Sequence alignment and secondary-structure consensus prediction for RnQV1 P2 and P4 CP amino acid sequences. The sequences of P2 (1,356 amino acids for W1075; 1,357 amino acids for W1118) (A) and P4 (1,061 amino acids for W1075; 1,059 amino acids for W1118) (B) were obtained from the UniProt database [H1ACC6, M1VMJ0, H1ACC8, and M1VHN2, respectively). Several SSE prediction methods (PsiPred, Jnet, Porter, Sable, Gor, Yaspin, and Profsec) were used to test correlation with our models of the structural subunits. A consensus SSE prediction was obtained by simple majority at each sequence position. Identical residues (white on red background) and partially conserved residues (red) are indicated. The arrows indicate β-strands, and the spirals indicate α-helices.

FIG 5

Genomic dsRNA within the RnQV1 virion particle. (A) A 50-Å-thick RnQV1-W1075 slab. Capsid shell coloring is the same as in Fig. 2, contoured at 1.2 σ; dsRNA (green) is represented as three concentric layers contoured at 1.0 σ. (B) Radial density profiles from 3D maps of full (W1075) and empty (W1118) RnQV1 particles. Both profiles are superimposable at the protein shell (radius, ∼162 to 235 Å).
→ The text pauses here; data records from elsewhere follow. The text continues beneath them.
//! Tests for users module
//!
//! These tests run against an in-memory SQLite pool so the store-level
//! uniqueness constraint and the hashing contract are exercised for real.

#[cfg(test)]
mod tests {
    use super::super::models::{CreateSocialUserRequest, CreateUserRequest};
    use super::super::services::UsersService;
    use crate::common::{migrations, ApiError};
    use sqlx::sqlite::SqlitePoolOptions;
    use sqlx::SqlitePool;

    async fn test_pool() -> SqlitePool {
        let pool = SqlitePoolOptions::new()
            .max_connections(1)
            .connect("sqlite::memory:")
            .await
            .expect("failed to open in-memory database");
        migrations::run_migrations(&pool)
            .await
            .expect("migrations failed");
        pool
    }

    fn email_request(email: &str, password: &str) -> CreateUserRequest {
        CreateUserRequest {
            username: Some("rahul".to_string()),
            email: Some(email.to_string()),
            phone: None,
            password: Some(password.to_string()),
        }
    }

    #[tokio::test]
    async fn test_create_user_stores_hash_not_plaintext() {
        let pool = test_pool().await;
        let service = UsersService::new(pool.clone());

        service
            .create_user(email_request("a@b.com", "secret"))
            .await
            .expect("create failed");

        let (stored,): (String,) =
            sqlx::query_as("SELECT password FROM users WHERE email = 'a@b.com'")
                .fetch_one(&pool)
                .await
                .expect("user row missing");

        assert_ne!(stored, "secret");
        assert!(stored.starts_with("$2"), "expected a bcrypt hash");
    }

    #[tokio::test]
    async fn test_verify_credentials_success() {
        let pool = test_pool().await;
        let service = UsersService::new(pool);

        let created = service
            .create_user(email_request("a@b.com", "secret"))
            .await
            .expect("create failed");

        let user = service
            .verify_credentials("a@b.com", "secret")
            .await
            .expect("valid credentials rejected");

        assert_eq!(user.id, created.id);
        assert_eq!(user.username.as_deref(), Some("rahul"));
    }

    #[tokio::test]
    async fn test_verify_credentials_wrong_password_is_unauthorized() {
        let pool = test_pool().await;
        let service = UsersService::new(pool);

        service
            .create_user(email_request("a@b.com", "secret"))
            .await
            .expect("create failed");

        let err = service
            .verify_credentials("a@b.com", "wrong")
            .await
            .expect_err("wrong password accepted");
        assert!(matches!(err, ApiError::Unauthorized(_)));
    }

    #[tokio::test]
    async fn test_verify_credentials_unknown_email_same_error_as_wrong_password() {
        let pool = test_pool().await;
        let service = UsersService::new(pool);

        service
            .create_user(email_request("a@b.com", "secret"))
            .await
            .expect("create failed");

        let unknown = service
            .verify_credentials("nobody@b.com", "secret")
            .await
            .expect_err("unknown email accepted");
        let wrong = service
            .verify_credentials("a@b.com", "wrong")
            .await
            .expect_err("wrong password accepted");

        // Account enumeration guard: both paths produce the same class and message
        match (&unknown, &wrong) {
            (ApiError::Unauthorized(a), ApiError::Unauthorized(b)) => assert_eq!(a, b),
            _ => panic!("expected Unauthorized for both, got {:?} / {:?}", unknown, wrong),
        }
    }

    #[tokio::test]
    async fn test_verify_credentials_empty_input_is_caller_error() {
        let pool = test_pool().await;
        let service = UsersService::new(pool);

        let err = service
            .verify_credentials("", "secret")
            .await
            .expect_err("empty email accepted");
        assert!(matches!(err, ApiError::BadRequest(_)));

        let err = service
            .verify_credentials("a@b.com", "")
            .await
            .expect_err("empty password accepted");
        assert!(matches!(err, ApiError::BadRequest(_)));
    }

    #[tokio::test]
    async fn test_duplicate_email_rejected_by_store_constraint() {
        let pool = test_pool().await;
        let service = UsersService::new(pool);

        service
            .create_user(email_request("a@b.com", "secret"))
            .await
            .expect("first create failed");

        let err = service
            .create_user(email_request("a@b.com", "other"))
            .await
            .expect_err("duplicate email accepted");
        assert!(matches!(err, ApiError::Conflict(_)));
    }

    #[tokio::test]
    async fn test_concurrent_same_email_creates_accept_exactly_one() {
        let pool = test_pool().await;

        let s1 = UsersService::new(pool.clone());
        let s2 = UsersService::new(pool.clone());

        let (r1, r2) = tokio::join!(
            s1.create_user(email_request("race@b.com", "one")),
            s2.create_user(email_request("race@b.com", "two")),
        );

        let oks = [r1.is_ok(), r2.is_ok()].iter().filter(|b| **b).count();
        assert_eq!(oks, 1, "exactly one concurrent create must win");

        let loser = if r1.is_err() { r1 } else { r2 };
        assert!(matches!(loser, Err(ApiError::Conflict(_))));
    }

    #[tokio::test]
    async fn test_create_user_requires_email_or_phone() {
        let pool = test_pool().await;
        let service = UsersService::new(pool);

        let err = service
            .create_user(CreateUserRequest {
                username: None,
                email: None,
                phone: None,
                password: None,
            })
            .await
            .expect_err("empty account accepted");
        assert!(matches!(err, ApiError::ValidationError(_)));
    }

    #[tokio::test]
    async fn test_create_user_with_email_requires_password() {
        let pool = test_pool().await;
        let service = UsersService::new(pool);

        let err = service
            .create_user(CreateUserRequest {
                username: None,
                email: Some("a@b.com".to_string()),
                phone: None,
                password: None,
            })
            .await
            .expect_err("passwordless email account accepted");
        assert!(matches!(err, ApiError::ValidationError(_)));
    }

    #[tokio::test]
    async fn test_phone_only_account_allowed_without_password() {
        let pool = test_pool().await;
        let service = UsersService::new(pool);

        let user = service
            .create_user(CreateUserRequest {
                username: Some("phoneonly".to_string()),
                email: None,
                phone: Some("+911234567890".to_string()),
                password: None,
            })
            .await
            .expect("phone-only account rejected");

        assert!(user.password.is_none());
    }

    #[tokio::test]
    async fn test_social_create_returns_existing_account_for_known_email() {
        let pool = test_pool().await;
        let service = UsersService::new(pool);

        let first = service
            .create_social_user(CreateSocialUserRequest {
                username: Some("g-user".to_string()),
                email: Some("g@b.com".to_string()),
                phone: None,
                social: Some("google".to_string()),
            })
            .await
            .expect("social create failed");

        let second = service
            .create_social_user(CreateSocialUserRequest {
                username: Some("other-name".to_string()),
                email: Some("g@b.com".to_string()),
                phone: None,
                social: Some("google".to_string()),
            })
            .await
            .expect("repeat social create failed");

        assert_eq!(first.id, second.id);
    }

    #[tokio::test]
    async fn test_social_create_requires_provider() {
        let pool = test_pool().await;
        let service = UsersService::new(pool);

        let err = service
            .create_social_user(CreateSocialUserRequest {
                username: None,
                email: Some("g@b.com".to_string()),
                phone: None,
                social: None,
            })
            .await
            .expect_err("providerless social account accepted");
        assert!(matches!(err, ApiError::BadRequest(_)));
    }

    #[tokio::test]
    async fn test_get_user_by_id_not_found() {
        let pool = test_pool().await;
        let service = UsersService::new(pool);

        let err = service
            .get_user_by_id("U_MISSING")
            .await
            .expect_err("missing user found");
        assert!(matches!(err, ApiError::NotFound(_)));
    }
}
//! Authentication routes

use axum::{routing::post, Router};

use super::handlers;

/// Creates and returns the authentication router
///
/// # Routes
/// - `POST /login` - Email/password login, returns a bearer token
pub fn auth_routes() -> Router {
    Router::new().route("/login", post(handlers::login))
}
use super::handlers;
use axum::{
    routing::{get, patch, put},
    Router,
};

/// Creates the testimonials router with all testimonial-related routes
pub fn testimonials_routes() -> Router {
    Router::new()
        .route(
            "/testimonials",
            get(handlers::get_testimonials).post(handlers::create_testimonial),
        )
        .route(
            "/testimonials/delete/many",
            patch(handlers::delete_many_testimonials),
        )
        .route(
            "/testimonials/update/many",
            patch(handlers::update_many_testimonials),
        )
        .route("/testimonials/status/:id", put(handlers::toggle_status))
        .route(
            "/testimonials/:id",
            get(handlers::get_testimonial_by_id)
                .put(handlers::update_testimonial)
                .delete(handlers::delete_testimonial),
        )
}
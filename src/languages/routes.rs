use super::handlers;
use axum::{
    routing::{delete, get, patch, put},
    Router,
};

/// Creates the languages router with all language-related routes
pub fn languages_routes() -> Router {
    Router::new()
        .route(
            "/languages",
            get(handlers::get_languages).post(handlers::create_language),
        )
        .route(
            "/languages/delete/many",
            delete(handlers::delete_many_languages),
        )
        .route(
            "/languages/update/many",
            patch(handlers::update_many_languages),
        )
        .route("/languages/status/:id", put(handlers::toggle_status))
        .route(
            "/languages/:id",
            get(handlers::get_language_by_id)
                .put(handlers::update_language)
                .delete(handlers::delete_language),
        )
}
A difference map was calculated by arithmetic subtraction of the density values for both structures (full minus empty capsid; dashed line). Small differences in the protein shell are indicated at radii 175 to 195 and 205 to 220 (black arrows); major differences in the genome region are seen as density peaks at radii of 80, 113, and 147 Å (green arrows). The radial density profile from the 3D map of full ScV-L-A virions is also shown (L-A).

FIG 6

Analytical ultracentrifugation analysis of RnQV1-W1075. Sedimentation velocity experimental data (A) and sedimentation coefficient distribution obtained by c(s) analysis (B) of empty capsids (solid line) and virions or full particles (dashed line).

FIG 7

Comparison of T=1-based inner cores of dsRNA viruses. (Top) Asymmetric units (top views) of RnQV1 (A), ScV-L-A (B), and PcV (C). RnQV1 A and B subunits are shown in blue and yellow, respectively, to indicate that they are distinct proteins; ScV-L-A A and B subunits are shown in blue, since they are conformers of the same protein; and PcV A and B “subunits” are shown in blue (with the boundaries of A outlined in red), as they are two similar covalently bound domains of a single CP. (Bottom) Surface-shaded capsids of RnQV1, ScV-L-A, and PcV viewed along an icosahedral 2-fold axis. To indicate that they are similarly organized capsids, the A subunits (closer to the 5-fold axis) are shown in blue and the B subunits (intercalated between A subunits) in yellow.